▶ WHAT YOU NEED TO DO
Print the first line of the data below and every one after it, through the line containing "Output channel layout.", exactly as written.

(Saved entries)

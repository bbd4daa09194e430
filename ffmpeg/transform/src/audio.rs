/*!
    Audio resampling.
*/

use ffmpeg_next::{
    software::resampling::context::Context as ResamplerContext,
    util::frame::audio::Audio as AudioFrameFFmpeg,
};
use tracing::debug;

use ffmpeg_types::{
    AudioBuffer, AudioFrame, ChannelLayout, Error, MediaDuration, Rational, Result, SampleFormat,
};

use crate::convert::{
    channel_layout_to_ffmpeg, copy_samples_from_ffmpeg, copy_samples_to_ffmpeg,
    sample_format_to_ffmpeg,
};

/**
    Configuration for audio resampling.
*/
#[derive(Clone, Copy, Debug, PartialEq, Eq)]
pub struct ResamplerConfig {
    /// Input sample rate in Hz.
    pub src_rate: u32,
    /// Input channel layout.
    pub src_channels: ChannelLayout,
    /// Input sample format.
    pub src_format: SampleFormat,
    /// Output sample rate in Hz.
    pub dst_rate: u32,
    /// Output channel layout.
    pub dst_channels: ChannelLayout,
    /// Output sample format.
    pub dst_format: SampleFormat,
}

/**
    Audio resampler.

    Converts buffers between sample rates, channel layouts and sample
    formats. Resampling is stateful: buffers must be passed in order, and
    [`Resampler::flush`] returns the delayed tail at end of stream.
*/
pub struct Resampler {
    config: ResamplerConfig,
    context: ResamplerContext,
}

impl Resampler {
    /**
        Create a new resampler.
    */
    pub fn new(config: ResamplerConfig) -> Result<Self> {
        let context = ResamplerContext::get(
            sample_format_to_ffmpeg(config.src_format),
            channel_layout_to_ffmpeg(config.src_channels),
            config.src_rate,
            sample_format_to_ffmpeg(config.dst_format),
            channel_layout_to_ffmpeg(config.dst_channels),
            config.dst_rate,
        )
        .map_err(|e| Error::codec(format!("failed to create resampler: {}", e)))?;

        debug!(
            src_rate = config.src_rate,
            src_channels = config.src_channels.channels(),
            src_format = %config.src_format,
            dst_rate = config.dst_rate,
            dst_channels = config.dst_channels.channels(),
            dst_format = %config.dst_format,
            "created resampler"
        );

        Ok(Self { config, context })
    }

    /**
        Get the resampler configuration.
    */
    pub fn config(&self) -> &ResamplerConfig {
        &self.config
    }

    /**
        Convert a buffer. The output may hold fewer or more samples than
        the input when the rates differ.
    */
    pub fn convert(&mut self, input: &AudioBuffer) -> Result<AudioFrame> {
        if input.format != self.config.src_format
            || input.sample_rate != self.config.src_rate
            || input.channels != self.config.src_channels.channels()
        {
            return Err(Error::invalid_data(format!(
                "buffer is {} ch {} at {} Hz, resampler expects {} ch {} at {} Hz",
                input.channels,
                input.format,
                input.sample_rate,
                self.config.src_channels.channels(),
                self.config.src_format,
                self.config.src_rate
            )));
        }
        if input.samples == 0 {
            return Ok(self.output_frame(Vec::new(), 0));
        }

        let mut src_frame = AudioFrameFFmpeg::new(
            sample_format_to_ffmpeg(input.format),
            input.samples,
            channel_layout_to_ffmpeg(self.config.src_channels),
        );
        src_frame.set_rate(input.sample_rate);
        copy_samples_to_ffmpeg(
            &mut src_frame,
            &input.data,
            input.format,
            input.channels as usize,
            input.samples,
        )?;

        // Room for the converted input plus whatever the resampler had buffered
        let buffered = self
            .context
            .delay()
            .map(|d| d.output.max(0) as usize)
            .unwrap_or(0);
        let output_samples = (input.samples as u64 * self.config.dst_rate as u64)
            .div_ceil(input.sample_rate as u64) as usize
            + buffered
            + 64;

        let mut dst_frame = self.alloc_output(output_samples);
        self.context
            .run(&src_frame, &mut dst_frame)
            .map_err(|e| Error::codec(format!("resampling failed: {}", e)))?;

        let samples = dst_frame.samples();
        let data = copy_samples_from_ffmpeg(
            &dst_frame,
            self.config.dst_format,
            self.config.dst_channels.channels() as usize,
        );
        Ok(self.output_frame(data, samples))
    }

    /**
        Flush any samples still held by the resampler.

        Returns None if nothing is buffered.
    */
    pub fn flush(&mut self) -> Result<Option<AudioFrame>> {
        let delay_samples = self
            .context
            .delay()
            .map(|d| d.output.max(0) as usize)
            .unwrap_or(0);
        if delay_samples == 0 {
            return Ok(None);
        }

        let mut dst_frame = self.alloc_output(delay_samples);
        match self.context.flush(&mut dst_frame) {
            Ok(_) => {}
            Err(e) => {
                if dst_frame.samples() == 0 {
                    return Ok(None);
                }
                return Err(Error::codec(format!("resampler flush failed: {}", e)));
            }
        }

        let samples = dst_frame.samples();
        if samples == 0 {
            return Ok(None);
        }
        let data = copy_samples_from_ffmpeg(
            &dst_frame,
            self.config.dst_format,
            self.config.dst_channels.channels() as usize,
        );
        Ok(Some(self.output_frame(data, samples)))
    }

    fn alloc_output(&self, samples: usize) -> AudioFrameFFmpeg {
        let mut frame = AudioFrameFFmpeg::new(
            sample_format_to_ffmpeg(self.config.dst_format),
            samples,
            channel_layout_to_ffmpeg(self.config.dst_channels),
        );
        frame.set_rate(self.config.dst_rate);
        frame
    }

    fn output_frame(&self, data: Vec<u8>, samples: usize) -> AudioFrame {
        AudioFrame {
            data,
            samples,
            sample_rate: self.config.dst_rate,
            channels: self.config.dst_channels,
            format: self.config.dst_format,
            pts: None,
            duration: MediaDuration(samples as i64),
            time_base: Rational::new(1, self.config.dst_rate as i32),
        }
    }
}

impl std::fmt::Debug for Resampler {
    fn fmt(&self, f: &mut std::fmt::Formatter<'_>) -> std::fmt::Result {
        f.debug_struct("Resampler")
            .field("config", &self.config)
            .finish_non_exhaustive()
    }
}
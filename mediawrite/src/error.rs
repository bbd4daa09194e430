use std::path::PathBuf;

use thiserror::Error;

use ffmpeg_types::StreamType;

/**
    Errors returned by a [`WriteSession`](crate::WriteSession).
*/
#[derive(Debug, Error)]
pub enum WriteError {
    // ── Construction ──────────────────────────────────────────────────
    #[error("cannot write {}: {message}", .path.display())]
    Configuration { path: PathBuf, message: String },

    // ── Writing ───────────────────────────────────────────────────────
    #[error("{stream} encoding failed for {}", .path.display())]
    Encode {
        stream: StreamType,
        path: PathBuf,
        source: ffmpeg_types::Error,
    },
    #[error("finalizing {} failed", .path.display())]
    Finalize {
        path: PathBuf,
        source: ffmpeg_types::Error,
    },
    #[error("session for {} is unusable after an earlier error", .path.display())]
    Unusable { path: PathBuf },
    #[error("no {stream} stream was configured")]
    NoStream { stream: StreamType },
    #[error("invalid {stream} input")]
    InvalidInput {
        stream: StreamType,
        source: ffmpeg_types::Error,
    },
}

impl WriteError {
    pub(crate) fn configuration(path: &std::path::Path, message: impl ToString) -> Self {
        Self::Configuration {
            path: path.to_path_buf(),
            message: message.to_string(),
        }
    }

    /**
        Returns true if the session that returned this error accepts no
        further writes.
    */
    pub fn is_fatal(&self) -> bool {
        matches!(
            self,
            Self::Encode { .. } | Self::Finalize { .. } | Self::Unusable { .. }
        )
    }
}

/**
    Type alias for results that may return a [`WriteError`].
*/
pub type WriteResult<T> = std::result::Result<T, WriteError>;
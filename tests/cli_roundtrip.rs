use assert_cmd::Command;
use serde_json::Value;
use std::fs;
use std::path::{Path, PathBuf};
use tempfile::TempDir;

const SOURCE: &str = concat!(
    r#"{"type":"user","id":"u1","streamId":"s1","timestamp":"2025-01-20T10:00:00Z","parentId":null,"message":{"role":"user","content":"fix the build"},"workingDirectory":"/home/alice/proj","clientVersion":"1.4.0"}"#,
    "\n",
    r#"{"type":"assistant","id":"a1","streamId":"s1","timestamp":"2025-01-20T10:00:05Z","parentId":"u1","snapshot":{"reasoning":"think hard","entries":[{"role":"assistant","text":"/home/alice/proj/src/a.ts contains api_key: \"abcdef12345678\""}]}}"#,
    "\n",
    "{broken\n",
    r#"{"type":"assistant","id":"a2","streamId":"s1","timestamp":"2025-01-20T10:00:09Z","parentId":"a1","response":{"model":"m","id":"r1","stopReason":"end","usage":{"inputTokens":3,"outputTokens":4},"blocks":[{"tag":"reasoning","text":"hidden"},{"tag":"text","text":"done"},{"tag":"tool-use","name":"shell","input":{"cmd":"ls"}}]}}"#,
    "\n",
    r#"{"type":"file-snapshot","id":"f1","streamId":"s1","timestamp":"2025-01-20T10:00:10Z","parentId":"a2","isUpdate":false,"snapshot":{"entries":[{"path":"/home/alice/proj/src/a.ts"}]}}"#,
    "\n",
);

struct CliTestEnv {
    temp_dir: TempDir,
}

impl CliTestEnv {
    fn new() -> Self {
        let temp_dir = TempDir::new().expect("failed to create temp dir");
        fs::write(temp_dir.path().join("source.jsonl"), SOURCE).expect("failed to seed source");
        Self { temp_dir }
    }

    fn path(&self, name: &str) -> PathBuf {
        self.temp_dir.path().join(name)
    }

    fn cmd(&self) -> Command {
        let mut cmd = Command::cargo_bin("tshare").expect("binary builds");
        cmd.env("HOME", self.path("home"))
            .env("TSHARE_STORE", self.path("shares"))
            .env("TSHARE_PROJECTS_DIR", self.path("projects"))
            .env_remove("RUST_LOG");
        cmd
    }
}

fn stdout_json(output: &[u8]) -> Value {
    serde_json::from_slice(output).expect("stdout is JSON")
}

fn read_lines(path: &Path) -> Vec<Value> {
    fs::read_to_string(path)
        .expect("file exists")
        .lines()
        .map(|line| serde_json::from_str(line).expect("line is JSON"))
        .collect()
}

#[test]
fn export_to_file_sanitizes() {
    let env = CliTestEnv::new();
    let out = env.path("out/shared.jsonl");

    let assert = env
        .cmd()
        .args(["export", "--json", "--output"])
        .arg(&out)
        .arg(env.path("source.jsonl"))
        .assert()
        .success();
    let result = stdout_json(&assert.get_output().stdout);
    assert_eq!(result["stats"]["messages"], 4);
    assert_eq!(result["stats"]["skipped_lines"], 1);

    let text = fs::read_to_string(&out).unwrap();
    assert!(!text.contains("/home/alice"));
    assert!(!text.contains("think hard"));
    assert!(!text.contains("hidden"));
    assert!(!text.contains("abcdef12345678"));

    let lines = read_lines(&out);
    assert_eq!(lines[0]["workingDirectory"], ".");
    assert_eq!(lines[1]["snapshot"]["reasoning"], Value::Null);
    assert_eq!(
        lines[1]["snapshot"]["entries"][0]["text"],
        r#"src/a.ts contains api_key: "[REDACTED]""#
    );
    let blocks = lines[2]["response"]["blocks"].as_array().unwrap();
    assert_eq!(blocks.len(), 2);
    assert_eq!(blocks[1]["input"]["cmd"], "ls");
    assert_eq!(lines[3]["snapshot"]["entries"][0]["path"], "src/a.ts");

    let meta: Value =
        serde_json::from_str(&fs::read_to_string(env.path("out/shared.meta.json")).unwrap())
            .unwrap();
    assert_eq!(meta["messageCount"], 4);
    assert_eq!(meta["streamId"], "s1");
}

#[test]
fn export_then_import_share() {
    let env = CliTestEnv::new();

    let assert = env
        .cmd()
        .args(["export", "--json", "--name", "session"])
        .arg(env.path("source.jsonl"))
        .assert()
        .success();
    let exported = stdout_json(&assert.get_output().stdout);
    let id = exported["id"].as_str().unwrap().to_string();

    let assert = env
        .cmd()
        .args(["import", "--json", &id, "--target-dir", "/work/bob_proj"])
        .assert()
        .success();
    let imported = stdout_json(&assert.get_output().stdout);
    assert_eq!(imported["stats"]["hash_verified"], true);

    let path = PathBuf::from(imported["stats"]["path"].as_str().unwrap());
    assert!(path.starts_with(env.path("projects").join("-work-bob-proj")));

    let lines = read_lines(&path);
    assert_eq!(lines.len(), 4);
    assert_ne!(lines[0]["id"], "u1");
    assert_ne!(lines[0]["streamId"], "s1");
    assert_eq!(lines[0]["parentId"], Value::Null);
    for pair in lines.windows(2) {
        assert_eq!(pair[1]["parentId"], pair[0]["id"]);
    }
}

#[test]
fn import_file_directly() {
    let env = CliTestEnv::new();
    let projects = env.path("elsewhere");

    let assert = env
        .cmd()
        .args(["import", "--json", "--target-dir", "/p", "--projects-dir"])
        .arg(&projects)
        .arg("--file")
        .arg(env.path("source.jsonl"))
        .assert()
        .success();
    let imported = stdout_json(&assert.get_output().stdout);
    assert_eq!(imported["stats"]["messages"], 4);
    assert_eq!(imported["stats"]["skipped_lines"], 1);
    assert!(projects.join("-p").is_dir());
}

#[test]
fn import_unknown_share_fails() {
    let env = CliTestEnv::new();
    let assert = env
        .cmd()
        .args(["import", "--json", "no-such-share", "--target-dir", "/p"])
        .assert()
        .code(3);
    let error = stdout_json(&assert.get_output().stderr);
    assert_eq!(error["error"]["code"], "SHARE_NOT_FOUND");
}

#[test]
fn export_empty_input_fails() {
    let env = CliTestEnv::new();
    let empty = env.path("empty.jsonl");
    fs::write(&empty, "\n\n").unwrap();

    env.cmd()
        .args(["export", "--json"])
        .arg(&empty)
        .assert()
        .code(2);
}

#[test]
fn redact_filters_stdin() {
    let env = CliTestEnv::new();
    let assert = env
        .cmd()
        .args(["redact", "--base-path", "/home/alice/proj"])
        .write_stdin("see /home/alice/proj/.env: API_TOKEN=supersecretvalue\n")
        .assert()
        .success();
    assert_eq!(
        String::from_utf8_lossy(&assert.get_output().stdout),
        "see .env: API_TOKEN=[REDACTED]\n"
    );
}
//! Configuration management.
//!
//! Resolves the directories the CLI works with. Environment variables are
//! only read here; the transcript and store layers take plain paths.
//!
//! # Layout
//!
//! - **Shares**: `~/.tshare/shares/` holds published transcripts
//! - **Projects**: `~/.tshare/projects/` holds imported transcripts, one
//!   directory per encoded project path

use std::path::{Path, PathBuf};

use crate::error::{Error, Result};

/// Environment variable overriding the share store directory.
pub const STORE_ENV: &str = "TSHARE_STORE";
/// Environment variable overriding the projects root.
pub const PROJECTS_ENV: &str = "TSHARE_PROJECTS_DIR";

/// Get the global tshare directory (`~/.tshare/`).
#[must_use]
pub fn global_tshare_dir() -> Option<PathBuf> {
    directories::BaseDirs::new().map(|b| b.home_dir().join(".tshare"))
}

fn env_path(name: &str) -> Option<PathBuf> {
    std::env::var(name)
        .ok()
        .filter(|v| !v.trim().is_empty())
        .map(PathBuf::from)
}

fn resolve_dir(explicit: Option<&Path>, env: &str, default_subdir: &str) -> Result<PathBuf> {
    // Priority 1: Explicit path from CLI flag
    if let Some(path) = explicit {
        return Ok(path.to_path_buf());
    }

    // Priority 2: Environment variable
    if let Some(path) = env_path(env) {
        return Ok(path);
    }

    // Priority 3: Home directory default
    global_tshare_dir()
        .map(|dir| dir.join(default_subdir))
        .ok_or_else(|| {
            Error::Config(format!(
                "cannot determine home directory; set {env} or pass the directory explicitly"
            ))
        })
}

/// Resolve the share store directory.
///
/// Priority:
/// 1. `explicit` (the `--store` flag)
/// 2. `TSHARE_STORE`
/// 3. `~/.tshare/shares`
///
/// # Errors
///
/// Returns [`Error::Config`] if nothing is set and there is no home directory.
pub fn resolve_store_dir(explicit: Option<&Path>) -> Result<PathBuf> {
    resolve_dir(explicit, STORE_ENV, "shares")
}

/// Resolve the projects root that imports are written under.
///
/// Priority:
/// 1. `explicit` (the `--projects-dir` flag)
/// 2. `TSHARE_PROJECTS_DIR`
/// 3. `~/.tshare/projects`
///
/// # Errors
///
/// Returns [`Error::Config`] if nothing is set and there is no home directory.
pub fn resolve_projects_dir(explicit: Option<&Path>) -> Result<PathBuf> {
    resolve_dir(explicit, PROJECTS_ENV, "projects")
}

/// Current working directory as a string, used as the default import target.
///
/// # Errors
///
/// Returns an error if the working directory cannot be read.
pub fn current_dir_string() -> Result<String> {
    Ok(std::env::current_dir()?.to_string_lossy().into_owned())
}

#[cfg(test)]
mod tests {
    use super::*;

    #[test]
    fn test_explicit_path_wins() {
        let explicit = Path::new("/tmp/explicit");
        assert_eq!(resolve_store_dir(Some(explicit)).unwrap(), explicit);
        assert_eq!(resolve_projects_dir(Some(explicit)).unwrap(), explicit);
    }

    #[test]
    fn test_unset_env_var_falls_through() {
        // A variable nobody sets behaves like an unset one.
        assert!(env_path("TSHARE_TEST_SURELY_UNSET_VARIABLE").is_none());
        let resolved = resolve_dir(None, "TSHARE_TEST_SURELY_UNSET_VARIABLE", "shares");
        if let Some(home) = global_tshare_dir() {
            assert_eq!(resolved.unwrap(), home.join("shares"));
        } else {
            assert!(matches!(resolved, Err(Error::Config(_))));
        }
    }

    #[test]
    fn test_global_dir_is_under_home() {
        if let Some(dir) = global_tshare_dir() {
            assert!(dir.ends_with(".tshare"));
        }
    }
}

▶ REPLY
repository bbd4daa09194e430
filename ffmpeg/transform/src/audio.rs
/*!
    Audio resampling.
*/

use ffmpeg_next::{
    software::resampling::context::Context as ResamplerContext,
    util::frame::audio::Audio as AudioFrameFFmpeg,
};
use tracing::debug;

use ffmpeg_types::{
    AudioBuffer, AudioFrame, ChannelLayout, Error, MediaDuration, Rational, Result, SampleFormat,
};

use crate::convert::{
    channel_layout_to_ffmpeg, copy_samples_from_ffmpeg, copy_samples_to_ffmpeg,
    sample_format_to_ffmpeg,
};

/**
    Configuration for audio resampling.
*/
#[derive(Clone, Copy, Debug, PartialEq, Eq)]
pub struct ResamplerConfig {
    /// Input sample rate in Hz.
    pub src_rate: u32,
    /// Input channel layout.
    pub src_channels: ChannelLayout,
    /// Input sample format.
    pub src_format: SampleFormat,
    /// Output sample rate in Hz.
    pub dst_rate: u32,
    /// Output channel layout.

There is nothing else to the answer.